> What the task asks
Please copy each line of the records below that includes the word "Clone".

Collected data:
⁂
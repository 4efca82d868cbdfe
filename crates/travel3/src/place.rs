//! Historic place records, one per NFT to mint.

use serde::{Deserialize, Serialize};

use crate::error::MetadataError;

/// A place to mint. Field order in a source determines the token index.
#[derive(Clone, Debug, PartialEq, Eq, Serialize, Deserialize)]
#[serde(rename_all = "camelCase")]
pub struct PlaceRecord {
    pub name: String,
    pub location: String,
    pub year: String,
    pub description: String,
    pub image_url: String,
    pub document_url: String,
    /// Thumbnail URL. When absent the main image doubles as the thumbnail.
    #[serde(default, skip_serializing_if = "Option::is_none")]
    pub thumbnail_url: Option<String>,
    /// Encrypted content sources, each registered after minting when set.
    #[serde(default, skip_serializing_if = "Option::is_none")]
    pub thumbnail_src: Option<String>,
    #[serde(default, skip_serializing_if = "Option::is_none")]
    pub photo_src: Option<String>,
    #[serde(default, skip_serializing_if = "Option::is_none")]
    pub document_src: Option<String>,
    /// Content decryption key registered after minting.
    #[serde(default, skip_serializing_if = "Option::is_none")]
    pub decryption: Option<DecryptionKey>,
}

/// AES key material for encrypted place content. NEVER log `private_key`.
#[derive(Clone, PartialEq, Eq, Serialize, Deserialize)]
#[serde(rename_all = "camelCase")]
pub struct DecryptionKey {
    pub iv: String,
    pub private_key: String,
}

impl std::fmt::Debug for DecryptionKey {
    fn fmt(&self, f: &mut std::fmt::Formatter<'_>) -> std::fmt::Result {
        f.debug_struct("DecryptionKey")
            .field("iv", &self.iv)
            .field("private_key", &"[REDACTED]")
            .finish()
    }
}

impl PlaceRecord {
    /// Build a record from the six required fields.
    pub fn new(
        name: impl Into<String>,
        location: impl Into<String>,
        year: impl Into<String>,
        description: impl Into<String>,
        image_url: impl Into<String>,
        document_url: impl Into<String>,
    ) -> Self {
        Self {
            name: name.into(),
            location: location.into(),
            year: year.into(),
            description: description.into(),
            image_url: image_url.into(),
            document_url: document_url.into(),
            thumbnail_url: None,
            thumbnail_src: None,
            photo_src: None,
            document_src: None,
            decryption: None,
        }
    }

    /// URL stored in `thumbnailLocation`.
    pub fn thumbnail(&self) -> &str {
        self.thumbnail_url
            .as_deref()
            .filter(|s| !s.trim().is_empty())
            .unwrap_or(self.image_url.as_str())
    }

    /// Reject records with an empty required field.
    pub fn validate(&self, index: usize) -> Result<(), MetadataError> {
        let required = [
            ("name", &self.name),
            ("location", &self.location),
            ("year", &self.year),
            ("description", &self.description),
            ("imageUrl", &self.image_url),
            ("documentUrl", &self.document_url),
        ];
        for (field, value) in required {
            if value.trim().is_empty() {
                return Err(MetadataError::MissingField { index, field });
            }
        }
        let sources = [
            ("thumbnailSrc", &self.thumbnail_src),
            ("photoSrc", &self.photo_src),
            ("documentSrc", &self.document_src),
        ];
        for (field, value) in sources {
            if value.as_deref().is_some_and(|s| s.trim().is_empty()) {
                return Err(MetadataError::MissingField { index, field });
            }
        }
        if let Some(key) = &self.decryption {
            if key.iv.trim().is_empty() {
                return Err(MetadataError::MissingField {
                    index,
                    field: "decryption.iv",
                });
            }
            if key.private_key.trim().is_empty() {
                return Err(MetadataError::MissingField {
                    index,
                    field: "decryption.privateKey",
                });
            }
        }
        Ok(())
    }
}

/// The three places shipped with the collection.
pub fn builtin_places() -> Vec<PlaceRecord> {
    vec![
        PlaceRecord::new(
            "Colosseum",
            "Rome, Italy",
            "70-80 AD",
            "An oval amphitheatre in the centre of Rome, the largest ancient amphitheatre ever built.",
            "https://travel3.io/images/colosseum.jpg",
            "https://travel3.io/docs/colosseum.pdf",
        ),
        PlaceRecord::new(
            "Machu Picchu",
            "Cusco Region, Peru",
            "1450 AD",
            "A 15th-century Inca citadel situated on a mountain ridge above the Sacred Valley.",
            "https://travel3.io/images/machu_picchu.jpg",
            "https://travel3.io/docs/machu_picchu.pdf",
        ),
        PlaceRecord::new(
            "Pyramids of Giza",
            "Giza, Egypt",
            "2560 BC",
            "The oldest and largest of the three pyramids in the Giza pyramid complex.",
            "https://travel3.io/images/pyramids.jpg",
            "https://travel3.io/docs/pyramids.pdf",
        ),
    ]
}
⁂
> Answer box
#[derive(Clone, Debug, PartialEq, Eq, Serialize, Deserialize)]
#[derive(Clone, PartialEq, Eq, Serialize, Deserialize)]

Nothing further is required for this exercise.